- Born: January 29, 1953 St. Charles, Illinois, U.S.
- Died: April 4, 1981 (aged 28) Naperville, Illinois, U.S.

Details
- Victims: 3 murders confirmed 9+ murders suspected
- Span of crimes: 1974–1981
- Country: United States
- State: Illinois

= Bruce Lindahl (criminal) =

American serial killer

Bruce Everitt Lindahl (January 29, 1953 – April 4, 1981) was an American serial killer and rapist who committed a series of rapes and murders in the late 1970s and early 1980s. In 2020, Lindahl was connected to the death of 16-year-old Pamela Maurer, who was killed on January 13, 1976, in DuPage County, Illinois.

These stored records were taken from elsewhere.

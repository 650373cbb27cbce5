//! View models for the five site pages.
//!
//! Pages never fail: a backend error is logged and the page renders the
//! same empty state as a collection with no records.

use serde::{de::DeserializeOwned, Serialize};
use tracing::warn;

use crate::{
    core::{
        catalog::{self, SkillGroup, SkillStats, ALL_FILTER, PORTFOLIO_FILTERS},
        content::{fetch_all, fetch_by_id, ContentService, CERTIFICATES, PROJECTS, SKILLS},
    },
    types::{Certificate, Project, Skill},
};

#[derive(Serialize, Clone, Copy, Debug, PartialEq, Eq)]
#[serde(rename_all = "camelCase")]
pub enum PageState {
    Ready,
    Empty,
    NotFound,
}

impl PageState {
    fn from_len(len: usize) -> Self {
        if len == 0 {
            PageState::Empty
        } else {
            PageState::Ready
        }
    }
}

#[derive(Serialize, Clone, Debug, PartialEq)]
pub struct NavLink {
    pub label: &'static str,
    pub path: String,
}

pub fn navigation(prefix: &str) -> Vec<NavLink> {
    [
        ("Home", "/"),
        ("Skills", "/skills"),
        ("Portfolio", "/portfolio"),
        ("Certificates", "/certificates"),
    ]
    .into_iter()
    .map(|(label, path)| NavLink {
        label,
        path: page_path(prefix, path),
    })
    .collect()
}

pub fn page_path(prefix: &str, path: &str) -> String {
    match (prefix.is_empty(), path) {
        (true, _) => path.to_string(),
        (false, "/") => format!("{}/", prefix),
        (false, _) => format!("{}{}", prefix, path),
    }
}

async fn load_records<T: DeserializeOwned>(service: &dyn ContentService, collection: &str) -> Vec<T> {
    match fetch_all::<T>(service, collection).await {
        Ok(result) => result.items,
        Err(error) => {
            warn!(collection, %error, mode = service.mode(), "could not load records, rendering empty");
            Vec::new()
        }
    }
}

#[derive(Serialize, Clone, Debug, PartialEq)]
#[serde(rename_all = "camelCase")]
pub struct ProjectCard {
    pub id: String,
    pub title: String,
    pub description: Option<String>,
    pub image: Option<String>,
    pub category: Option<String>,
    pub tags: Vec<String>,
    pub live_url: Option<String>,
    pub github_url: Option<String>,
    pub path: String,
}

impl ProjectCard {
    fn new(project: &Project, prefix: &str) -> Self {
        let id = project.key.id.to_string();
        ProjectCard {
            path: page_path(prefix, &format!("/portfolio/{}", id)),
            id,
            title: project.title.clone(),
            description: project.description.clone(),
            image: project.thumbnail.clone(),
            category: project.category.clone(),
            tags: project.tags(),
            live_url: project.project_url.clone(),
            github_url: project.github.as_ref().and_then(|g| g.frontend.clone()),
        }
    }
}

#[derive(Serialize, Clone, Debug, PartialEq)]
pub struct Stat {
    pub label: &'static str,
    pub value: &'static str,
}

#[derive(Serialize, Clone, Debug, PartialEq)]
pub struct Expertise {
    pub title: &'static str,
    pub description: &'static str,
    pub tags: [&'static str; 3],
}

const HOME_STATS: [Stat; 4] = [
    Stat { label: "Years Experience", value: "5+" },
    Stat { label: "Projects Completed", value: "50+" },
    Stat { label: "Technologies Mastered", value: "15+" },
    Stat { label: "Client Satisfaction", value: "100%" },
];

const EXPERTISE: [Expertise; 3] = [
    Expertise {
        title: "Frontend Development",
        description: "Crafting responsive, accessible interfaces with React, TypeScript, and modern CSS frameworks.",
        tags: ["React", "TypeScript", "Tailwind"],
    },
    Expertise {
        title: "Full-Stack Solutions",
        description: "Building complete applications with MERN stack, database design, and API development.",
        tags: ["Node.js", "MongoDB", "Express"],
    },
    Expertise {
        title: "AI Integration",
        description: "Implementing intelligent features and machine learning capabilities into web applications.",
        tags: ["OpenAI", "TensorFlow", "Python"],
    },
];

const FEATURED_COUNT: usize = 3;

#[derive(Serialize, Clone, Debug, PartialEq)]
#[serde(rename_all = "camelCase")]
pub struct HomePage {
    pub state: PageState,
    pub nav: Vec<NavLink>,
    pub stats: Vec<Stat>,
    pub expertise: Vec<Expertise>,
    pub featured_projects: Vec<ProjectCard>,
}

pub async fn home_page(service: &dyn ContentService, prefix: &str) -> HomePage {
    let projects: Vec<Project> = load_records(service, PROJECTS).await;
    HomePage {
        state: PageState::Ready,
        nav: navigation(prefix),
        stats: HOME_STATS.to_vec(),
        expertise: EXPERTISE.to_vec(),
        featured_projects: projects
            .iter()
            .take(FEATURED_COUNT)
            .map(|p| ProjectCard::new(p, prefix))
            .collect(),
    }
}

#[derive(Serialize, Clone, Debug, PartialEq)]
#[serde(rename_all = "camelCase")]
pub struct PortfolioPage {
    pub state: PageState,
    pub nav: Vec<NavLink>,
    pub filters: Vec<&'static str>,
    pub categories: Vec<String>,
    pub tags: Vec<String>,
    pub active_filter: String,
    pub active_tag: Option<String>,
    pub projects: Vec<ProjectCard>,
}

pub async fn portfolio_page(
    service: &dyn ContentService,
    prefix: &str,
    category: Option<&str>,
    tag: Option<&str>,
) -> PortfolioPage {
    let projects: Vec<Project> = load_records(service, PROJECTS).await;
    let active_filter = category
        .map(str::trim)
        .filter(|c| !c.is_empty())
        .unwrap_or(ALL_FILTER);
    let active_tag = tag.map(str::trim).filter(|t| !t.is_empty());

    let mut visible = catalog::filter_by_category(&projects, active_filter);
    if let Some(tag) = active_tag {
        visible = catalog::filter_by_tag(visible, tag);
    }

    PortfolioPage {
        state: PageState::from_len(visible.len()),
        nav: navigation(prefix),
        filters: PORTFOLIO_FILTERS.to_vec(),
        categories: catalog::categories(&projects),
        tags: catalog::tags(&projects),
        active_filter: active_filter.to_string(),
        active_tag: active_tag.map(str::to_string),
        projects: visible.into_iter().map(|p| ProjectCard::new(p, prefix)).collect(),
    }
}

#[derive(Serialize, Clone, Debug, PartialEq)]
#[serde(rename_all = "camelCase")]
pub struct ProjectDetailPage {
    pub state: PageState,
    pub nav: Vec<NavLink>,
    pub back_path: String,
    pub project: Option<Project>,
    pub tags: Vec<String>,
}

pub async fn project_detail_page(
    service: &dyn ContentService,
    prefix: &str,
    id: &str,
) -> ProjectDetailPage {
    let project = match fetch_by_id::<Project>(service, PROJECTS, id).await {
        Ok(project) => project,
        Err(error) => {
            warn!(id, %error, "could not load project, rendering not found");
            None
        }
    };
    ProjectDetailPage {
        state: if project.is_some() {
            PageState::Ready
        } else {
            PageState::NotFound
        },
        nav: navigation(prefix),
        back_path: page_path(prefix, "/portfolio"),
        tags: project.as_ref().map(Project::tags).unwrap_or_default(),
        project,
    }
}

#[derive(Serialize, Clone, Debug, PartialEq)]
#[serde(rename_all = "camelCase")]
pub struct SkillsPage {
    pub state: PageState,
    pub nav: Vec<NavLink>,
    pub groups: Vec<SkillGroup>,
    pub stats: Option<SkillStats>,
}

pub async fn skills_page(service: &dyn ContentService, prefix: &str) -> SkillsPage {
    let skills: Vec<Skill> = load_records(service, SKILLS).await;
    SkillsPage {
        state: PageState::from_len(skills.len()),
        nav: navigation(prefix),
        groups: catalog::group_by_category(&skills),
        stats: (!skills.is_empty()).then(|| SkillStats::of(&skills)),
    }
}

#[derive(Serialize, Clone, Debug, PartialEq)]
#[serde(rename_all = "camelCase")]
pub struct CertificateCard {
    pub id: String,
    pub title: String,
    pub issuing_organization: Option<String>,
    pub issue_date: Option<String>,
    pub description: Option<String>,
    pub image: Option<String>,
    pub link: Option<String>,
    pub fallback_text: Option<String>,
}

impl From<&Certificate> for CertificateCard {
    fn from(certificate: &Certificate) -> Self {
        let link = certificate.link().map(str::to_string);
        CertificateCard {
            id: certificate.key.id.to_string(),
            title: certificate.title.clone(),
            issuing_organization: certificate.issuing_organization.clone(),
            issue_date: certificate.issue_date.clone(),
            description: certificate.description.clone(),
            image: certificate.certificate_image.clone(),
            fallback_text: link
                .is_none()
                .then(|| certificate.fallback().to_string()),
            link,
        }
    }
}

#[derive(Serialize, Clone, Debug, PartialEq)]
#[serde(rename_all = "camelCase")]
pub struct CertificatesPage {
    pub state: PageState,
    pub nav: Vec<NavLink>,
    pub total: usize,
    pub certificates: Vec<CertificateCard>,
}

pub async fn certificates_page(service: &dyn ContentService, prefix: &str) -> CertificatesPage {
    let certificates: Vec<Certificate> = load_records(service, CERTIFICATES).await;
    CertificatesPage {
        state: PageState::from_len(certificates.len()),
        nav: navigation(prefix),
        total: certificates.len(),
        certificates: certificates.iter().map(CertificateCard::from).collect(),
    }
}

#[cfg(test)]
mod tests {
    use super::*;
    use crate::core::{
        content::StaticContentService,
        data::CatalogContentService,
    };
    use serde_json::json;

    fn catalog() -> CatalogContentService {
        CatalogContentService::builtin().unwrap()
    }

    #[actix_web::test]
    async fn static_mode_pages_render_empty() {
        let service = StaticContentService;
        assert_eq!(portfolio_page(&service, "", None, None).await.state, PageState::Empty);
        let skills = skills_page(&service, "").await;
        assert_eq!(skills.state, PageState::Empty);
        assert!(skills.stats.is_none());
        assert_eq!(certificates_page(&service, "").await.state, PageState::Empty);
        let home = home_page(&service, "").await;
        assert_eq!(home.state, PageState::Ready);
        assert!(home.featured_projects.is_empty());
    }

    #[actix_web::test]
    async fn portfolio_filters_by_category_and_tag() {
        let service = catalog();
        let page = portfolio_page(&service, "", Some("Responsive"), None).await;
        assert_eq!(page.state, PageState::Ready);
        assert_eq!(page.active_filter, "Responsive");
        assert_eq!(page.projects.len(), 5);
        assert!(page
            .projects
            .iter()
            .all(|p| p.category.as_deref() == Some("responsive")));

        let page = portfolio_page(&service, "", Some("mern"), Some("TypeScript")).await;
        let titles: Vec<&str> = page.projects.iter().map(|p| p.title.as_str()).collect();
        assert_eq!(titles, vec!["BookFlow"]);

        let page = portfolio_page(&service, "", Some("Games"), None).await;
        assert_eq!(page.state, PageState::Empty);
        assert!(!page.categories.is_empty());
    }

    #[actix_web::test]
    async fn portfolio_blank_filter_means_all() {
        let service = catalog();
        let page = portfolio_page(&service, "", Some("  "), None).await;
        assert_eq!(page.active_filter, ALL_FILTER);
        assert_eq!(page.projects.len(), catalog::projects().len());
        assert_eq!(page.projects[0].path, "/portfolio/1");
    }

    #[actix_web::test]
    async fn detail_page_finds_or_reports_not_found() {
        let service = catalog();
        let page = project_detail_page(&service, "", "6").await;
        assert_eq!(page.state, PageState::Ready);
        assert_eq!(page.project.unwrap().title, "Tasty Kitchens");
        assert_eq!(page.tags, vec!["React", "Node.js", "Express", "MongoDB"]);

        let missing = project_detail_page(&service, "", "no-such-project").await;
        assert_eq!(missing.state, PageState::NotFound);
        assert!(missing.project.is_none());

        let stub = project_detail_page(&StaticContentService, "", "1").await;
        assert_eq!(stub.state, PageState::NotFound);
    }

    #[actix_web::test]
    async fn undecodable_records_degrade_to_empty() {
        let service = CatalogContentService::new()
            .with_collection(PROJECTS, vec![json!({ "_id": 1 })]);
        let page = portfolio_page(&service, "", None, None).await;
        assert_eq!(page.state, PageState::Empty);
        let detail = project_detail_page(&service, "", "1").await;
        assert_eq!(detail.state, PageState::NotFound);
    }

    #[actix_web::test]
    async fn records_with_both_ids_still_render() {
        let service = CatalogContentService::new().with_collection(
            PROJECTS,
            vec![
                json!({ "_id": "abc", "id": 1, "title": "Folio", "category": "rust" }),
                json!({ "id": 2, "title": "Site", "category": "rust" }),
            ],
        );
        let page = portfolio_page(&service, "", None, None).await;
        assert_eq!(page.state, PageState::Ready);
        assert_eq!(page.projects[0].path, "/portfolio/abc");
        assert_eq!(page.projects[1].id, "2");

        let detail = project_detail_page(&service, "", "abc").await;
        assert_eq!(detail.project.unwrap().title, "Folio");
    }

    #[actix_web::test]
    async fn skills_page_groups_and_summarizes() {
        let page = skills_page(&catalog(), "").await;
        assert_eq!(page.state, PageState::Ready);
        let total: usize = page.groups.iter().map(|g| g.skills.len()).sum();
        assert_eq!(total, catalog::skills().len());
        assert_eq!(page.stats.unwrap().category_count, page.groups.len());
    }

    #[actix_web::test]
    async fn certificates_page_uses_fallback_for_missing_links() {
        let page = certificates_page(&catalog(), "").await;
        assert_eq!(page.total, 5);
        assert!(page.certificates[0].link.is_some());
        assert!(page.certificates[0].fallback_text.is_none());
        assert_eq!(
            page.certificates[4].fallback_text.as_deref(),
            Some("links yet to be added")
        );
    }

    #[test]
    fn navigation_respects_prefix() {
        let nav = navigation("/folio");
        assert_eq!(nav[0].path, "/folio/");
        assert_eq!(nav[2].path, "/folio/portfolio");
        assert_eq!(navigation("")[1].path, "/skills");
    }
}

Additionally in 2024, DNA evidence linked him to the murder of Kathy Halle in Illinois in March 1979. He has been declared an official suspect in at least 9 murders and nine rapes committed in different Chicago suburbs from 1974 to 1981.

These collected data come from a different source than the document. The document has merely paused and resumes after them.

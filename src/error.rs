use actix_web::{http::StatusCode, HttpResponse, ResponseError};
use serde_json::json;
use thiserror::Error;

pub const NOT_SUPPORTED_MESSAGE: &str = "CRUD operations not supported in static mode";

#[derive(Debug, Error)]
pub enum ContentError {
    #[error("{}", NOT_SUPPORTED_MESSAGE)]
    NotSupported,
    #[error("Authorization token is incorrect.")]
    Unauthorized,
    #[error("invalid item: {0}")]
    InvalidItem(String),
    #[error("remote content service answered {status}: {message}")]
    Remote { status: u16, message: String },
    #[error("failed to reach remote content service: {0}")]
    Transport(String),
    #[error("content data structure is incorrect: {0}")]
    Decode(#[from] serde_json::Error),
    #[error("content data could not be read: {0}")]
    Io(#[from] std::io::Error),
}

impl ResponseError for ContentError {
    fn status_code(&self) -> StatusCode {
        match self {
            ContentError::NotSupported => StatusCode::NOT_IMPLEMENTED,
            ContentError::Unauthorized => StatusCode::UNAUTHORIZED,
            ContentError::InvalidItem(_) => StatusCode::BAD_REQUEST,
            ContentError::Remote { .. } | ContentError::Transport(_) => StatusCode::BAD_GATEWAY,
            ContentError::Decode(_) | ContentError::Io(_) => StatusCode::INTERNAL_SERVER_ERROR,
        }
    }

    fn error_response(&self) -> HttpResponse {
        HttpResponse::build(self.status_code()).json(json!({ "error": self.to_string() }))
    }
}

#[cfg(test)]
mod tests {
    use super::*;

    #[test]
    fn not_supported_keeps_fixed_message() {
        let error = ContentError::NotSupported;
        assert_eq!(error.to_string(), NOT_SUPPORTED_MESSAGE);
        assert_eq!(error.status_code(), StatusCode::NOT_IMPLEMENTED);
    }

    #[test]
    fn remote_failures_map_to_bad_gateway() {
        let error = ContentError::Remote {
            status: 503,
            message: "down".to_string(),
        };
        assert_eq!(error.status_code(), StatusCode::BAD_GATEWAY);
        assert!(error.to_string().contains("503"));
    }

    #[test]
    fn invalid_items_are_the_caller_fault() {
        let error = ContentError::InvalidItem("missing _id".to_string());
        assert_eq!(error.status_code(), StatusCode::BAD_REQUEST);
        assert_eq!(error.to_string(), "invalid item: missing _id");
    }
}
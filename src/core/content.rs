use std::fmt;

use async_trait::async_trait;
use serde::de::DeserializeOwned;
use serde_json::{Map, Value};
use tracing::debug;

use crate::{error::ContentError, types::QueryResult};

pub const PROJECTS: &str = "projects";
pub const SKILLS: &str = "skills";
pub const CERTIFICATES: &str = "certificates";
pub const MEMBERS: &str = "members";

/// Name of a logical record grouping. Any string is accepted; the four
/// constants above are the ones pages ask for.
#[derive(Clone, Debug, PartialEq, Eq, Hash)]
pub struct CollectionId(String);

impl CollectionId {
    pub fn new(name: impl Into<String>) -> Self {
        CollectionId(name.into())
    }

    pub fn as_str(&self) -> &str {
        &self.0
    }
}

impl fmt::Display for CollectionId {
    fn fmt(&self, f: &mut fmt::Formatter<'_>) -> fmt::Result {
        f.write_str(&self.0)
    }
}

impl From<&str> for CollectionId {
    fn from(value: &str) -> Self {
        CollectionId::new(value)
    }
}

/// Uniform CRUD facade over a content backend.
///
/// Futures are not `Send`: the remote backend drives an actix HTTP client,
/// which is bound to the current arbiter.
#[async_trait(?Send)]
pub trait ContentService: Send + Sync {
    fn mode(&self) -> &'static str;

    async fn create(
        &self,
        collection: &CollectionId,
        item: Value,
        multi_references: Option<Map<String, Value>>,
    ) -> Result<Value, ContentError>;

    async fn get_all(
        &self,
        collection: &CollectionId,
        include_references: &[String],
    ) -> Result<QueryResult<Value>, ContentError>;

    async fn get_by_id(
        &self,
        collection: &CollectionId,
        id: &str,
        include_references: &[String],
    ) -> Result<Option<Value>, ContentError>;

    /// `item` must carry `_id`.
    async fn update(&self, collection: &CollectionId, item: Value) -> Result<Value, ContentError>;

    async fn delete(&self, collection: &CollectionId, id: &str) -> Result<Value, ContentError>;
}

/// Backend with no store: reads come back empty, writes are refused.
#[derive(Clone, Copy, Debug, Default)]
pub struct StaticContentService;

#[async_trait(?Send)]
impl ContentService for StaticContentService {
    fn mode(&self) -> &'static str {
        "static"
    }

    async fn create(
        &self,
        collection: &CollectionId,
        _item: Value,
        _multi_references: Option<Map<String, Value>>,
    ) -> Result<Value, ContentError> {
        debug!(%collection, "create refused in static mode");
        Err(ContentError::NotSupported)
    }

    async fn get_all(
        &self,
        _collection: &CollectionId,
        _include_references: &[String],
    ) -> Result<QueryResult<Value>, ContentError> {
        Ok(QueryResult::empty())
    }

    async fn get_by_id(
        &self,
        _collection: &CollectionId,
        _id: &str,
        _include_references: &[String],
    ) -> Result<Option<Value>, ContentError> {
        Ok(None)
    }

    async fn update(&self, collection: &CollectionId, _item: Value) -> Result<Value, ContentError> {
        debug!(%collection, "update refused in static mode");
        Err(ContentError::NotSupported)
    }

    async fn delete(&self, collection: &CollectionId, _id: &str) -> Result<Value, ContentError> {
        debug!(%collection, "delete refused in static mode");
        Err(ContentError::NotSupported)
    }
}

/// `get_all` decoded into a record type.
pub async fn fetch_all<T: DeserializeOwned>(
    service: &dyn ContentService,
    collection: &str,
) -> Result<QueryResult<T>, ContentError> {
    let result = service.get_all(&CollectionId::new(collection), &[]).await?;
    let items = result
        .items
        .into_iter()
        .map(serde_json::from_value)
        .collect::<Result<Vec<T>, _>>()?;
    Ok(QueryResult {
        items,
        total_count: result.total_count,
        has_next: result.has_next,
        has_prev: result.has_prev,
        page_size: result.page_size,
        current_page: result.current_page,
        total_pages: result.total_pages,
    })
}

/// `get_by_id` decoded into a record type.
pub async fn fetch_by_id<T: DeserializeOwned>(
    service: &dyn ContentService,
    collection: &str,
    id: &str,
) -> Result<Option<T>, ContentError> {
    match service
        .get_by_id(&CollectionId::new(collection), id, &[])
        .await?
    {
        Some(value) => Ok(Some(serde_json::from_value(value)?)),
        None => Ok(None),
    }
}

Lindahl died on April 4, 1981, after police say he accidentally slashed an artery in his leg while stabbing an 18-year-old man to death in an apartment in Naperville. After the details of the circumstances around Lindahl's death was made public, one of his surviving victims contacted the authorities and identified him as her attacker. DuPage County Police later stated that further DNA testing would be conducted with the aid of the Chicago Police Department, to determine whether Bruce Lindahl was involved in at least ten other killings.

== Biography ==
Bruce Everitt Lindahl was born on January 29, 1953, in St. Charles, Illinois, to Jerome and Arlene Lindahl. Lindahl graduated from Downers Grove North High School. He attended college and graduated in the mid-1970s with a degree in electromechanics. The next few years, Lindahl worked as an electrician, while studying additionally at the Midvalley Vocational Center in Kaneville. In his free time, Lindahl was fond of parachuting and racquetball, with his friends and acquaintances speaking positively of him, despite the fact that he easily fell into states of irresistible impulses and occasionally showed aggressive behavior towards others. In December 1976, he was arrested for possession of marijuana, but unbeknownst to law enforcement he had already murdered 5 people, and was let out on bond.

==Criminal history==
From 1971 onward, Lindahl committed many minor offenses and was repeatedly arrested, but each time, the court gave him only fines. During this time period, he changed residences on several occasions. Over the years, he lived in Chicago and its various suburbs, before moving to Aurora in 1978.

===Assaults===
- On March 6, 1979, on the pretext of selling marijuana, Lindahl lured 20-year-old Annette Lazar into his Aurora home, where he raped her under the threat of a gun. He later released her after she gave him feigned consent to continue further intimate relationships, after which Lazar contacted the police. However, since she had left him her phone number and the house where she was raped belonged to police officer Dave Torres, who was a friend of Lindahl, her testimony was reportedly discounted and Lindahl was not charged.
- On December 22, 1980, Lindahl attacked a 30-year-old woman in northern Aurora, after she refused to provide him with sexual services in exchange for money. Since there were several witnesses, Lindahl hurried to leave the scene without causing serious harm to the victim. The injured woman contacted police, and during the interrogation was presented with photographs of various criminals for visual identification. As Lindahl was not among them, the victim instead picked out another man with a similar appearance.
- On January 28, 1981, Lindahl was convicted of illegally tapping and recording other people's phone calls to extort them. While they were trying to detain him, he aimed a shotgun at a police officer. After his arrest, he was charged with resisting arrest, illegal possession of weapons, and assault, but was again released on bail, and remained free during the preliminary investigation.
- On an unspecified date, Lindahl was driving when he was pulled over by the police. The police discovered an unconscious woman bleeding from a deep gash in her head. They asked him what he was doing, and he claimed that he was taking her to the hospital, although he was going in the wrong direction. An ambulance took the woman to the hospital, where an examination revealed she had been sexually assaulted. The woman stated that she did not remember what happened after Lindahl gave her a sip of something at a party. No charges were filed.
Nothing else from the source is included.